What is needed - Output, exactly and in full, the entries that appear below.

━━ Supplied records ━━

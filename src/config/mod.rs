mod settings;

pub use settings::{Config, ConfigError, TomlConfig, API_KEY_ENV};
use crate::api::ApiError;
use crate::core::JulesCore;
use crate::model::{CreateSessionRequest, Session};
use crate::notify::Toast;

/// Write operations: starting sessions and replying to them.
///
/// Each call reports progress and outcome as toasts. Nothing is staged
/// locally, so a failure leaves the caller exactly where it was.
pub struct CommandService;

impl CommandService {
    pub async fn create_session(
        core: &JulesCore,
        request: &CreateSessionRequest,
    ) -> Result<Session, ApiError> {
        core.notify(Toast::animated("Creating session..."));

        match core.api().create_session(request).await {
            Ok(session) => {
                tracing::info!(
                    name = %session.name,
                    source = %request.source_context.source,
                    "Session created"
                );
                core.notify(
                    Toast::success("Session created successfully")
                        .with_message(format!("Session {} created", session.name)),
                );
                Ok(session)
            }
            Err(err) => {
                core.notify(Toast::failure("Failed to create session", err.to_string()));
                Err(err)
            }
        }
    }

    pub async fn send_message(
        core: &JulesCore,
        session_id: &str,
        prompt: &str,
    ) -> Result<(), ApiError> {
        core.notify(Toast::animated("Sending message..."));

        match core.api().send_message(session_id, prompt).await {
            Ok(()) => {
                tracing::info!(session_id, "Message sent");
                core.notify(Toast::success("Message sent"));
                Ok(())
            }
            Err(err) => {
                core.notify(Toast::failure("Failed to send message", err.to_string()));
                Err(err)
            }
        }
    }
}
//! Fetch and command services.
//!
//! Every service call is a fetch boundary: failures are reported as toasts
//! before being returned, and nothing is retried.

pub mod activity_service;
pub mod command_service;
pub mod session_service;
pub mod source_service;

pub use activity_service::ActivityService;
pub use command_service::CommandService;
pub use session_service::SessionService;
pub use source_service::{SourceRegistry, SourceService};
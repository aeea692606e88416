//! Presentation helpers shared by every front end.

pub mod activity;
pub mod state;
pub mod terminal;

pub use activity::{activity_details, last_activity_summary, numbered_steps, ActivityDetails};
pub use state::{state_color, StateColor};
pub use terminal::TerminalRenderer;
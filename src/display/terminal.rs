//! Plain-text rendering of sources, sessions and activity feeds for the CLI.

use std::fmt::Write;

use crossterm::style::{Color, Stylize};

use crate::display::activity::activity_details;
use crate::display::state::state_color;
use crate::model::{Activity, Session, Source};

/// Renders model lists as terminal text, optionally with ANSI colours.
#[derive(Debug, Clone, Copy)]
pub struct TerminalRenderer {
    color: bool,
}

impl TerminalRenderer {
    pub fn new(color: bool) -> Self {
        Self { color }
    }

    /// Colour when stdout is a terminal and `NO_COLOR` is unset.
    pub fn detect() -> Self {
        use std::io::IsTerminal;
        let color = std::io::stdout().is_terminal() && std::env::var_os("NO_COLOR").is_none();
        Self { color }
    }

    fn paint(&self, text: &str, color: Color) -> String {
        if self.color {
            text.with(color).to_string()
        } else {
            text.to_string()
        }
    }

    fn bold(&self, text: &str) -> String {
        if self.color {
            text.bold().to_string()
        } else {
            text.to_string()
        }
    }

    /// One line per source; the selected one is marked with `*`.
    pub fn sources(&self, sources: &[Source], selected: Option<&str>) -> String {
        let mut out = String::new();
        for source in sources {
            let marker = if Some(source.name.as_str()) == selected {
                "*"
            } else {
                " "
            };
            let _ = writeln!(
                out,
                "{} {}  {}",
                marker,
                self.bold(&source.display_title()),
                self.paint(&source.name, Color::DarkGrey)
            );
        }
        out
    }

    pub fn branches(&self, source: &Source) -> String {
        let default = source.default_branch();
        let mut out = String::new();
        for branch in source.branch_names() {
            if Some(branch) == default {
                let _ = writeln!(out, "{} {}", branch, self.paint("(default)", Color::DarkGrey));
            } else {
                let _ = writeln!(out, "{}", branch);
            }
        }
        out
    }

    /// `[STATE] title  id  url`, state coloured by [`state_color`]. The url is
    /// left off when the server sent none.
    pub fn sessions(&self, sessions: &[Session]) -> String {
        let mut out = String::new();
        for session in sessions {
            let tag = format!("[{}]", session.state);
            let _ = write!(
                out,
                "{} {}  {}",
                self.paint(&tag, state_color(&session.state).terminal_color()),
                session.display_title(),
                self.paint(&session.id, Color::DarkGrey)
            );
            if !session.url.is_empty() {
                let _ = write!(out, "  {}", self.paint(&session.url, Color::Blue));
            }
            out.push('\n');
        }
        out
    }

    /// Feed heading followed by each activity's markdown, in the given order.
    pub fn feed(&self, session: &Session, activities: &[Activity]) -> String {
        let mut out = String::new();
        let _ = writeln!(out, "{}", self.bold(&format!("Chat: {}", session.feed_title())));
        for activity in activities {
            out.push('\n');
            out.push_str(&self.activity(activity));
        }
        out
    }

    /// `── label · time` followed by the activity's markdown.
    pub fn activity(&self, activity: &Activity) -> String {
        let details = activity_details(activity);
        let mut out = format!(
            "── {} · {}\n",
            self.bold(details.label),
            self.paint(&activity.create_time, Color::DarkGrey)
        );
        if !details.markdown.is_empty() {
            out.push_str(&details.markdown);
            out.push('\n');
        }
        out
    }
}
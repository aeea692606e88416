//! Error types for the Jules API client.

use reqwest::StatusCode;

/// Failure of a single API request.
///
/// Requests are single-shot: nothing in this crate retries on any of these.
#[derive(Debug, thiserror::Error)]
pub enum ApiError {
    /// The request could not be sent or the response could not be read.
    #[error("Network error: {0}")]
    Network(#[from] reqwest::Error),

    /// The server answered with a non-2xx status.
    #[error("{status_text} - {body}")]
    Http {
        status: StatusCode,
        status_text: String,
        body: String,
    },

    /// A 2xx body that is not the JSON we expected.
    #[error("Failed to decode response: {0}")]
    Decode(#[from] serde_json::Error),
}

impl ApiError {
    /// Build an HTTP error from a status and the raw response body.
    pub fn http(status: StatusCode, body: impl Into<String>) -> Self {
        let status_text = status
            .canonical_reason()
            .map(str::to_string)
            .unwrap_or_else(|| status.as_str().to_string());
        ApiError::Http {
            status,
            status_text,
            body: body.into(),
        }
    }

    /// HTTP status of the failed response, if the server answered at all.
    pub fn status(&self) -> Option<StatusCode> {
        match self {
            ApiError::Http { status, .. } => Some(*status),
            ApiError::Network(err) => err.status(),
            ApiError::Decode(_) => None,
        }
    }
}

━━━

Solution for this task -
filename src/config/mod.rs
mod settings;

pub use settings::{Config, ConfigError, TomlConfig, API_KEY_ENV};
use crate::api::ApiError;
use crate::core::JulesCore;
use crate::model::{CreateSessionRequest, Session};
use crate::notify::Toast;

/// Write operations: starting sessions and replying to them.
///
/// Each call reports progress and outcome as toasts. Nothing is staged
/// locally, so a failure leaves the caller exactly where it was.
pub struct CommandService;

impl CommandService {
    pub async fn create_session(
        core: &JulesCore,
        request: &CreateSessionRequest,
    ) -> Result<Session, ApiError> {
        core.notify(Toast::animated("Creating session..."));

        match core.api().create_session(request).await {
            Ok(session) => {
                tracing::info!(
                    name = %session.name,
                    source = %request.source_context.source,
                    "Session created"
                );
                core.notify(
                    Toast::success("Session created successfully")
                        .with_message(format!("Session {} created", session.name)),
                );
                Ok(session)
            }
            Err(err) => {
                core.notify(Toast::failure("Failed to create session", err.to_string()));
                Err(err)
            }
        }
    }

    pub async fn send_message(
        core: &JulesCore,
        session_id: &str,
        prompt: &str,
    ) -> Result<(), ApiError> {
        core.notify(Toast::animated("Sending message..."));

        match core.api().send_message(session_id, prompt).await {
            Ok(()) => {
                tracing::info!(session_id, "Message sent");
                core.notify(Toast::success("Message sent"));
                Ok(())
            }
            Err(err) => {
                core.notify(Toast::failure("Failed to send message", err.to_string()));
                Err(err)
            }
        }
    }
}
//! Fetch and command services.
//!
//! Every service call is a fetch boundary: failures are reported as toasts
//! before being returned, and nothing is retried.

pub mod activity_service;
pub mod command_service;
pub mod session_service;
pub mod source_service;

pub use activity_service::ActivityService;
pub use command_service::CommandService;
pub use session_service::SessionService;
pub use source_service::{SourceRegistry, SourceService};
repository aeea692606e88416
//! Presentation helpers shared by every front end.

pub mod activity;
pub mod state;
pub mod terminal;

pub use activity::{activity_details, last_activity_summary, numbered_steps, ActivityDetails};
pub use state::{state_color, StateColor};
pub use terminal::TerminalRenderer;
filename src/display/terminal.rs
//! Plain-text rendering of sources, sessions and activity feeds for the CLI.

use std::fmt::Write;

use crossterm::style::{Color, Stylize};

use crate::display::activity::activity_details;
use crate::display::state::state_color;
use crate::model::{Activity, Session, Source};

/// Renders model lists as terminal text, optionally with ANSI colours.
#[derive(Debug, Clone, Copy)]
pub struct TerminalRenderer {
    color: bool,
}

impl TerminalRenderer {
    pub fn new(color: bool) -> Self {
        Self { color }
    }

    /// Colour when stdout is a terminal and `NO_COLOR` is unset.
    pub fn detect() -> Self {
        use std::io::IsTerminal;
        let color = std::io::stdout().is_terminal() && std::env::var_os("NO_COLOR").is_none();
        Self { color }
    }

    fn paint(&self, text: &str, color: Color) -> String {
        if self.color {
            text.with(color).to_string()
        } else {
            text.to_string()
        }
    }

    fn bold(&self, text: &str) -> String {
        if self.color {
            text.bold().to_string()
        } else {
            text.to_string()
        }
    }

    /// One line per source; the selected one is marked with `*`.
    pub fn sources(&self, sources: &[Source], selected: Option<&str>) -> String {
        let mut out = String::new();
        for source in sources {
            let marker = if Some(source.name.as_str()) == selected {
                "*"
            } else {
                " "
            };
            let _ = writeln!(
                out,
                "{} {}  {}",
                marker,
                self.bold(&source.display_title()),
                self.paint(&source.name, Color::DarkGrey)
            );
        }
        out
    }

    pub fn branches(&self, source: &Source) -> String {
        let default = source.default_branch();
        let mut out = String::new();
        for branch in source.branch_names() {
            if Some(branch) == default {
                let _ = writeln!(out, "{} {}", branch, self.paint("(default)", Color::DarkGrey));
            } else {
                let _ = writeln!(out, "{}", branch);
            }
        }
        out
    }

    /// `[STATE] title  id  url`, state coloured by [`state_color`]. The url is
    /// left off when the server sent none.
    pub fn sessions(&self, sessions: &[Session]) -> String {
        let mut out = String::new();
        for session in sessions {
            let tag = format!("[{}]", session.state);
            let _ = write!(
                out,
                "{} {}  {}",
                self.paint(&tag, state_color(&session.state).terminal_color()),
                session.display_title(),
                self.paint(&session.id, Color::DarkGrey)
            );
            if !session.url.is_empty() {
                let _ = write!(out, "  {}", self.paint(&session.url, Color::Blue));
            }
            out.push('\n');
        }
        out
    }

    /// Feed heading followed by each activity's markdown, in the given order.
    pub fn feed(&self, session: &Session, activities: &[Activity]) -> String {
        let mut out = String::new();
        let _ = writeln!(out, "{}", self.bold(&format!("Chat: {}", session.feed_title())));
        for activity in activities {
            out.push('\n');
            out.push_str(&self.activity(activity));
        }
        out
    }

    /// `── label · time` followed by the activity's markdown.
    pub fn activity(&self, activity: &Activity) -> String {
        let details = activity_details(activity);
        let mut out = format!(
            "── {} · {}\n",
            self.bold(details.label),
            self.paint(&activity.create_time, Color::DarkGrey)
        );
        if !details.markdown.is_empty() {
            out.push_str(&details.markdown);
            out.push('\n');
        }
        out
    }
}
repository aeea692606e88416
//! Error types for the Jules API client.

use reqwest::StatusCode;

/// Failure of a single API request.
///
/// Requests are single-shot: nothing in this crate retries on any of these.
#[derive(Debug, thiserror::Error)]
pub enum ApiError {
    /// The request could not be sent or the response could not be read.
    #[error("Network error: {0}")]
    Network(#[from] reqwest::Error),

    /// The server answered with a non-2xx status.
    #[error("{status_text} - {body}")]
    Http {
        status: StatusCode,
        status_text: String,
        body: String,
    },

    /// A 2xx body that is not the JSON we expected.
    #[error("Failed to decode response: {0}")]
    Decode(#[from] serde_json::Error),
}

impl ApiError {
    /// Build an HTTP error from a status and the raw response body.
    pub fn http(status: StatusCode, body: impl Into<String>) -> Self {
        let status_text = status
            .canonical_reason()
            .map(str::to_string)
            .unwrap_or_else(|| status.as_str().to_string());
        ApiError::Http {
            status,
            status_text,
            body: body.into(),
        }
    }

    /// HTTP status of the failed response, if the server answered at all.
    pub fn status(&self) -> Option<StatusCode> {
        match self {
            ApiError::Http { status, .. } => Some(*status),
            ApiError::Network(err) => err.status(),
            ApiError::Decode(_) => None,
        }
    }
}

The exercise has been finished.